First of all, I know this is frowned upon by most but please just hear me out and save the judgement.

 

Let me just tell you a little about myself. I'm a 24 year old college student pursing a career in Network Security. I am diagnosed with OCD, depression, GAD, ADHD and PTSD so basically my life is already a giant mess.

 

I met my girlfriend a little over a year ago at a bar we hit it off great for the first few months and then we discovered that she was pregnant with a baby girl. I'll be honest I was hesitant at first as I am still in school and only work part-time but I eventually started getting more and more excited about being a father.

 

She decided we should get an apartment and move in together which I was okay with so we moved in to an apartment in July and have only been dating for a few months now so we were rushing into everything kind of fast.

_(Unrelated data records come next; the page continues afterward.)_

pub mod breaker;
pub mod checkpoint;
pub mod config;
pub mod dispatch;
pub mod engine;
pub mod error;
pub mod io;
pub mod ledger;
pub mod logger;
pub mod parser;
pub mod paths;
pub mod phase_gate;
pub mod policy;
pub mod ports;
pub mod router;
pub mod services;
pub mod store;
pub mod tools;
pub mod types;

#[cfg(test)]
mod testing;

pub use dispatch::{ToolDispatcher, ToolResponse};
pub use engine::Engine;
pub use error::{PhaselaneError, Result};
pub use logger::StructuredLogger;
use phaselane_core::config::Config;
use phaselane_core::logger::JsonLineSink;
use phaselane_core::ToolDispatcher;
use serde::{Deserialize, Serialize};
use serde_json::{json, Value};
use std::path::Path;
use std::sync::Arc;
use tokio::io::{AsyncBufReadExt, AsyncRead, AsyncWrite, AsyncWriteExt, BufReader};
use tokio::sync::mpsc;
use tokio::task::JoinSet;

use crate::wiring::{build_dispatcher, structured_logger};

// ---------------------------------------------------------------------------
// JSON-RPC 2.0 protocol types
// ---------------------------------------------------------------------------

#[derive(Debug, Deserialize)]
pub struct JsonRpcRequest {
    #[allow(dead_code)]
    pub jsonrpc: String,
    pub id: Option<Value>,
    pub method: String,
    pub params: Option<Value>,
}

#[derive(Debug, Serialize)]
pub struct JsonRpcResponse {
    pub jsonrpc: &'static str,
    pub id: Option<Value>,
    #[serde(skip_serializing_if = "Option::is_none")]
    pub result: Option<Value>,
    #[serde(skip_serializing_if = "Option::is_none")]
    pub error: Option<JsonRpcError>,
}

#[derive(Debug, Serialize)]
pub struct JsonRpcError {
    pub code: i32,
    pub message: String,
}

impl JsonRpcResponse {
    fn ok(id: Option<Value>, result: Value) -> Self {
        Self {
            jsonrpc: "2.0",
            id,
            result: Some(result),
            error: None,
        }
    }

    fn err(id: Option<Value>, code: i32, message: impl Into<String>) -> Self {
        Self {
            jsonrpc: "2.0",
            id,
            result: None,
            error: Some(JsonRpcError {
                code,
                message: message.into(),
            }),
        }
    }
}

// ---------------------------------------------------------------------------
// Server loop
// ---------------------------------------------------------------------------

pub fn run(root: &Path) -> anyhow::Result<()> {
    let config = Config::load_or_default(root)?;
    let logger = structured_logger(root, &config, Arc::new(JsonLineSink::stderr()))?;
    let policy = Arc::new(config.effective_policy());
    let dispatcher = Arc::new(build_dispatcher(root, &config, policy, logger)?);

    tracing::info!(root = %root.display(), "serving MCP over stdio");
    let rt = tokio::runtime::Runtime::new()?;
    rt.block_on(serve(tokio::io::stdin(), tokio::io::stdout(), dispatcher))?;
    Ok(())
}

/// Reads requests line by line until EOF.
///
/// `tools/call` requests run concurrently, each on its own task, so
/// responses may arrive out of order. A single writer task owns `writer`;
/// it is handed back once every response has been flushed.
pub async fn serve<R, W>(reader: R, mut writer: W, dispatcher: Arc<ToolDispatcher>) -> anyhow::Result<W>
where
    R: AsyncRead + Unpin,
    W: AsyncWrite + Unpin + Send + 'static,
{
    let (tx, mut rx) = mpsc::unbounded_channel::<JsonRpcResponse>();
    let writer_task = tokio::spawn(async move {
        while let Some(response) = rx.recv().await {
            let mut line = serde_json::to_vec(&response)?;
            line.push(b'\n');
            writer.write_all(&line).await?;
            writer.flush().await?;
        }
        Ok::<W, anyhow::Error>(writer)
    });

    let mut calls = JoinSet::new();
    let mut lines = BufReader::new(reader).lines();
    while let Some(line) = lines.next_line().await? {
        if line.trim().is_empty() {
            continue;
        }

        let raw: Value = match serde_json::from_str(&line) {
            Ok(v) => v,
            Err(e) => {
                if tx.send(JsonRpcResponse::err(None, -32700, format!("parse error: {e}"))).is_err() {
                    break;
                }
                continue;
            }
        };

        // Notifications have no "id" key and get no response.
        if !raw
            .as_object()
            .map(|o| o.contains_key("id"))
            .unwrap_or(false)
        {
            continue;
        }

        // Echo the id of a malformed request when it can be read.
        let id = raw.get("id").cloned();
        let request: JsonRpcRequest = match serde_json::from_value(raw) {
            Ok(r) => r,
            Err(e) => {
                if tx.send(JsonRpcResponse::err(id, -32600, format!("invalid request: {e}"))).is_err() {
                    break;
                }
                continue;
            }
        };

        if request.method == "tools/call" {
            let dispatcher = Arc::clone(&dispatcher);
            let tx = tx.clone();
            calls.spawn(async move {
                let response = handle_request(&request, &dispatcher).await;
                let _ = tx.send(response);
            });
        } else {
            let response = handle_request(&request, &dispatcher).await;
            if tx.send(response).is_err() {
                break;
            }
        }
    }

    while let Some(joined) = calls.join_next().await {
        if let Err(e) = joined {
            tracing::error!(error = %e, "tool call task failed");
        }
    }
    drop(tx);
    writer_task.await?
}

// ---------------------------------------------------------------------------
// Request dispatch (pub for unit tests)
// ---------------------------------------------------------------------------

pub async fn handle_request(req: &JsonRpcRequest, dispatcher: &ToolDispatcher) -> JsonRpcResponse {
    match req.method.as_str() {
        "initialize" => JsonRpcResponse::ok(
            req.id.clone(),
            json!({
                "protocolVersion": "2024-11-05",
                "capabilities": {
                    "tools": {}
                },
                "serverInfo": {
                    "name": "phaselane",
                    "version": env!("CARGO_PKG_VERSION")
                }
            }),
        ),

        "tools/list" => JsonRpcResponse::ok(req.id.clone(), json!({ "tools": dispatcher.tool_list() })),

        "tools/call" => {
            let Some(params) = &req.params else {
                return JsonRpcResponse::err(req.id.clone(), -32602, "missing params");
            };
            let Some(tool_name) = params["name"].as_str() else {
                return JsonRpcResponse::err(req.id.clone(), -32602, "missing tool name in params");
            };
            let args = params.get("arguments").cloned().unwrap_or(Value::Null);

            let response = dispatcher.dispatch(tool_name, args).await;
            JsonRpcResponse::ok(
                req.id.clone(),
                serde_json::to_value(&response).unwrap_or_else(|e| json!({"error": e.to_string()})),
            )
        }

        other => JsonRpcResponse::err(req.id.clone(), -32601, format!("method not found: {other}")),
    }
}

// ---------------------------------------------------------------------------
// Tests
// ---------------------------------------------------------------------------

It wasn't to long after we moved in together that we started fighting about everything. Money was a big issue and it got to the point where she would make me hand over every dime I had to her every time I got paid, leaving me with nothing in my wallet and I would have to ask permission for money and it really bothers me that I can't buy myself lunch or a drink once in awhile if I'm out and about.

She also stopped letting me see my friends, I don't even want to go out nearly as much as I used to because I know I need to save money for when my baby girl arrives but I shouldn't have to abandon my friends completely.

 

I feel so controlled by her and only feel like this is causing in a greater increase in my depression. I've lost motivation to attend classes, or do my homework, I have no energy to do anything any more. I love her so much but I don't feel like I am in love with her anymore. I'm scared to say any of this to her because I fear she won't let me be apart of my baby's life and all I want to be is a good father.

 

I hope this doesn't make me a bad person. I truly do have a big heart. :(

 

Thank you for listening to my story.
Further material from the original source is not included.